Persistent transcription-blocking DNA lesions trigger somatic growth attenuation associated with longevity

• Published in: Nature cell biology Vol. 11; no. 5; pp. 604 - 615
• Main Authors: Garinis, George A., Uittenboogaard, Lieneke M., Stachelscheid, Heike, Fousteri, Maria, van Ijcken, Wilfred, Breit, Timo M., van Steeg, Harry, Mullenders, Leon H. F., van der Horst, Gijsbertus T. J., Brüning, Jens C., Niessen, Carien M., Hoeijmakers, Jan H. J., Schumacher, Björn
• Format: Journal Article
• Language: English
• Published: London Nature Publishing Group UK 01.05.2009; Nature Publishing Group
• Subjects: Accumulation; Aging; Aging - physiology; Animal Structures - metabolism; Animals; Biology; Biomedical and Life Sciences; Cancer; Cancer Research; Causes of; Cell Biology; Deoxyribonucleic acid; Developmental Biology; DNA; DNA - radiation effects; DNA damage; DNA Damage - physiology; DNA Repair - physiology; Gene expression; Gene Expression Profiling; Genetic aspects; Genetics; Genomes; Growth - physiology; Growth - radiation effects; Growth factors; Health aspects; Humans; Insulin-like growth factors; Lesions; Life Sciences; Life span; Longevity; Longevity - physiology; Longevity - radiation effects; Mice; Mice, Inbred C57BL; Mice, Knockout; Models, Biological; Mutation; Neoplasms - etiology; Neoplasms - genetics; Oxidative stress; Oxidative Stress - physiology; Progeria - genetics; Progeria - metabolism; Rats; Receptor, IGF Type 1 - genetics; Receptor, IGF Type 1 - metabolism; Receptors, Somatotropin - genetics; Receptors, Somatotropin - metabolism; RNA polymerase; RNA Polymerase II - metabolism; Stem Cells; Stress, Physiological - physiology; Transcription, Genetic - genetics; Transcription, Genetic - radiation effects; Ultraviolet Rays; Netherlands; Germany
• ISSN: 1465-7392; 1476-4679
• DOI: 10.1038/ncb1866

The 'somatic growth axis' involving IGF-1 and growth hormone is implicated in longevity.

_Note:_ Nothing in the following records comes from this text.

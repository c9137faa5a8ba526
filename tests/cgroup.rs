mod common;

use common::TempCgroup;
use nix::unistd::getpid;
use zdocker::cgroup::ResourceLimits;

#[test]
fn apply_attaches_the_current_process() {
    let cgroup = TempCgroup::new().unwrap();
    cgroup.apply(getpid()).unwrap();
    let procs = std::fs::read_to_string(cgroup.as_path().join("cgroup.procs")).unwrap();
    assert!(procs.lines().any(|line| line == getpid().to_string()));
}

#[test]
fn set_writes_memory_and_cpu_weight() {
    let cgroup = TempCgroup::new().unwrap();
    cgroup
        .set(&ResourceLimits {
            memory: Some("100M".into()),
            cpu_share: Some(512),
            cpuset_cpus: None,
        })
        .unwrap();
    let memory = std::fs::read_to_string(cgroup.as_path().join("memory.max")).unwrap();
    assert_eq!(memory.trim(), "100M");
    let weight = std::fs::read_to_string(cgroup.as_path().join("cpu.weight")).unwrap();
    assert_eq!(weight.trim(), "5120");
}
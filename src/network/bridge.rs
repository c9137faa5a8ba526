//! Bridge driver (component D). Netlink calls follow the pattern in
//! `examples/orbstack-swift-nio/vinit/src/main.rs`'s `setup_network`
//! (`rtnetlink::new_connection`, `handle.link()`/`handle.address()`,
//! `.execute().await`); the veth-naming and masquerade-rule shape follow
//! the original `network/bridge.go`.

use std::net::Ipv4Addr;
use std::process::Command;

use anyhow::Context;
use futures::TryStreamExt;
use rtnetlink::Handle;
use tracing::debug;

use crate::network::ipam::Cidr;
use crate::Result;

pub struct BridgeDriver;

impl BridgeDriver {
    /// Create the bridge if it doesn't exist, assign the gateway address,
    /// bring it up, and install the MASQUERADE rule for `subnet`.
    pub async fn create(handle: &Handle, name: &str, subnet: &Cidr, gateway: Ipv4Addr) -> Result<()> {
        if link_index(handle, name).await?.is_none() {
            handle
                .link()
                .add()
                .bridge(name.to_string())
                .execute()
                .await
                .with_context(|| format!("creating bridge {name}"))?;
        }
        let index = link_index(handle, name)
            .await?
            .ok_or_else(|| anyhow::anyhow!("bridge {name} missing after creation"))?;
        handle
            .address()
            .add(index, gateway.into(), subnet.prefix)
            .execute()
            .await
            .or_else(|err| {
                // idempotent: address already present on re-create
                debug!("bridge address add on {name}: {err}");
                Ok::<_, rtnetlink::Error>(())
            })?;
        handle
            .link()
            .set(index)
            .up()
            .execute()
            .await
            .with_context(|| format!("bringing up bridge {name}"))?;

        setup_masquerade(&subnet.to_string(), name)?;
        Ok(())
    }

    /// Remove the bridge device. Masquerade rule cleanup is best-effort
    /// (known limitation, see SPEC_FULL.md §9).
    pub async fn delete(handle: &Handle, name: &str) -> Result<()> {
        if let Some(index) = link_index(handle, name).await? {
            handle
                .link()
                .del(index)
                .execute()
                .await
                .with_context(|| format!("deleting bridge {name}"))?;
        }
        Ok(())
    }

    /// Create a veth pair `<id[:5]>` / `cif-<id[:5]>`, attach the host-side
    /// end to the bridge, bring it up. Returns the (host-side, peer) names.
    pub async fn connect(handle: &Handle, endpoint_id: &str, bridge: &str) -> Result<(String, String)> {
        let short = &endpoint_id[..endpoint_id.len().min(5)];
        let host_side = short.to_string();
        let peer_side = format!("cif-{short}");

        handle
            .link()
            .add()
            .veth(host_side.clone(), peer_side.clone())
            .execute()
            .await
            .with_context(|| format!("creating veth pair {host_side}/{peer_side}"))?;

        let bridge_index = link_index(handle, bridge)
            .await?
            .ok_or_else(|| anyhow::anyhow!("bridge {bridge} does not exist"))?;
        let host_index = link_index(handle, &host_side)
            .await?
            .ok_or_else(|| anyhow::anyhow!("veth {host_side} missing after creation"))?;

        handle
            .link()
            .set(host_index)
            .master(bridge_index)
            .up()
            .execute()
            .await
            .with_context(|| format!("attaching {host_side} to bridge {bridge}"))?;

        Ok((host_side, peer_side))
    }

    /// No-op: endpoint teardown happens implicitly when the container's
    /// netns (and therefore its peer veth end) is destroyed.
    pub fn disconnect() {}
}

pub(crate) async fn link_index(handle: &Handle, name: &str) -> Result<Option<u32>> {
    let mut links = handle.link().get().match_name(name.to_string()).execute();
    match links.try_next().await {
        Ok(Some(msg)) => Ok(Some(msg.header.index)),
        Ok(None) => Ok(None),
        Err(rtnetlink::Error::NetlinkError(_)) => Ok(None),
        Err(err) => Err(err.into()),
    }
}

fn setup_masquerade(subnet: &str, bridge: &str) -> Result<()> {
    let status = Command::new("iptables")
        .args(["-t", "nat", "-A", "POSTROUTING", "-s", subnet, "!", "-o", bridge, "-j", "MASQUERADE"])
        .status()
        .context("running iptables for masquerade rule")?;
    if !status.success() {
        tracing::warn!(subnet, bridge, "iptables masquerade rule exited non-zero");
    }
    Ok(())
}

Persistent transcription-blocking DNA damage attenuates growth hormone and IGF-1 receptor expression and precipitates other ageing associated transcriptional changes, as well as inhibiting somatic growth. The accumulation of stochastic DNA damage throughout an organism's lifespan is thought to contribute to ageing. Conversely, ageing seems to be phenotypically reproducible and regulated through genetic pathways such as the insulin-like growth factor-1 (IGF-1) and growth hormone (GH) receptors, which are central mediators of the somatic growth axis. Here we report that persistent DNA damage in primary cells from mice elicits changes in global gene expression similar to those occurring in various organs of naturally aged animals. We show that, as in ageing animals, the expression of IGF-1 receptor and GH receptor is attenuated, resulting in cellular resistance to IGF-1. This cell-autonomous attenuation is specifically induced by persistent lesions leading to stalling of RNA polymerase II in proliferating, quiescent and terminally differentiated cells; it is exacerbated and prolonged in cells from progeroid mice and confers resistance to oxidative stress. Our findings suggest that the accumulation of DNA damage in transcribed genes in most if not all tissues contributes to the ageing-associated shift from growth to somatic maintenance that triggers stress resistance and is thought to promote longevity.